FROM BLATCHERISM TO MAYBYNISM

____________

 

2. RADICAL INDEPENDENCE CAMPAIGN STATEMENT

ON THE WESTMINSTER GENERAL ELECTION

 

The Radical Independence Campaign has members in the SNP, Greens, socialist organisations, and a majority in no party at all. Therefore, as in the 2015 and 2017 Westminster and the 2016 Holyrood elections we will not be making specific party voting recommendations for the June 4th general election.

Nevertheless, we call on RIC supporters to recognise the Tories’ attempt to turn this election into a plebiscite to centralise UK state power. This will be wielded on behalf of corporate business and open up Scotland and the UK to a US Trump deal which threatens the NHS, workers’ rights, environmental and consumer safeguards, promotes more wars, and introduces even more draconian racist immigration laws.
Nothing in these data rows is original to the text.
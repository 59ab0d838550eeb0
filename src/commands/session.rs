//! Wiring the collaborators one site's commands share.

use crate::catalog::{ConnectionCache, SiteCatalog, SiteInfo, TerminusCatalog};
use crate::channel::{HttpPullChannel, SftpChannel};
use crate::config::Config;
use crate::coordinator::LockCoordinator;
use crate::error::{DibsError, Result};
use crate::locks::{LockBackend, LockStore, PublicEndpoint};
use crate::readiness::{DataStoreReadiness, ReadinessCheck};
use crate::select::order_pool;
use tracing::debug;

/// Everything a command needs to act on one site.
pub(crate) struct SiteSession<'a> {
    pub site: &'a SiteInfo,
    pub catalog: &'a dyn SiteCatalog,
    pub locks: &'a dyn LockBackend,
    pub readiness: &'a dyn ReadinessCheck,
}

impl<'a> SiteSession<'a> {
    /// The site's environments, oldest first.
    pub fn pool(&self) -> Result<Vec<String>> {
        Ok(order_pool(self.catalog.environments(&self.site.name)?))
    }

    /// Fail unless `env` is one of the site's environments.
    pub fn require_env(&self, env: &str) -> Result<()> {
        if self.pool()?.iter().any(|id| id == env) {
            Ok(())
        } else {
            Err(DibsError::ValidationError(format!(
                "site '{}' has no environment named '{}'",
                self.site.name, env
            )))
        }
    }

    pub fn coordinator(&self) -> LockCoordinator<'a, dyn LockBackend + 'a> {
        LockCoordinator::new(self.locks)
    }
}

/// Build the production collaborators for `site` and run `f` against them.
///
/// Connection details fetched while `f` runs are cached for its duration only.
pub(crate) fn with_site<T, F>(config: &Config, site: &str, f: F) -> Result<T>
where
    F: FnOnce(&SiteSession<'_>) -> Result<T>,
{
    let timeout = config.channel_timeout();
    let catalog = TerminusCatalog::new(&config.terminus_command, timeout)?;
    let info = catalog.site(site)?;
    debug!(site = %info.name, framework = ?info.framework, "resolved site");

    let connections = ConnectionCache::new();
    let push = SftpChannel::new(&catalog, &info.name, &connections, timeout);
    let pull = HttpPullChannel::new(config.http_timeout(), config.accept_invalid_certs)?;
    let store = LockStore::new(
        &push,
        &pull,
        PublicEndpoint::new(&info, &config.platform_domain),
    );
    let readiness =
        DataStoreReadiness::new(&push, &config.readiness_schema, &config.readiness_tables);

    let session = SiteSession {
        site: &info,
        catalog: &catalog,
        locks: &store,
        readiness: &readiness,
    };
    let result = f(&session);
    debug!(cached = connections.len(), "connection lookups this run");
    result
}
The Tories intend to remove large sections of the working class from the electoral register to further their plans.

Two prime Tory targets are the democratic right of the Scottish people to exercise our right to self-determination, and the limited post 1997 devolution-all-round settlement.  A Tory Brexit will be used to reinforce all the most reactionary features of Britishness. Instead of a Tory Brexit fiasco we need an Ex-Brit (or break-up the UK) strategy to help us break free. In RIC’s spirit of internationalism from below, this also involves the people of Ireland, Wales and England too. Therefore, we call for the rejection of all Unionist candidates in Scotland, Wales and Northern Ireland and recommend our Labour and Green supporters in England to ask their candidates if they support the right of the Scottish parliaments to hold an early independence referendum.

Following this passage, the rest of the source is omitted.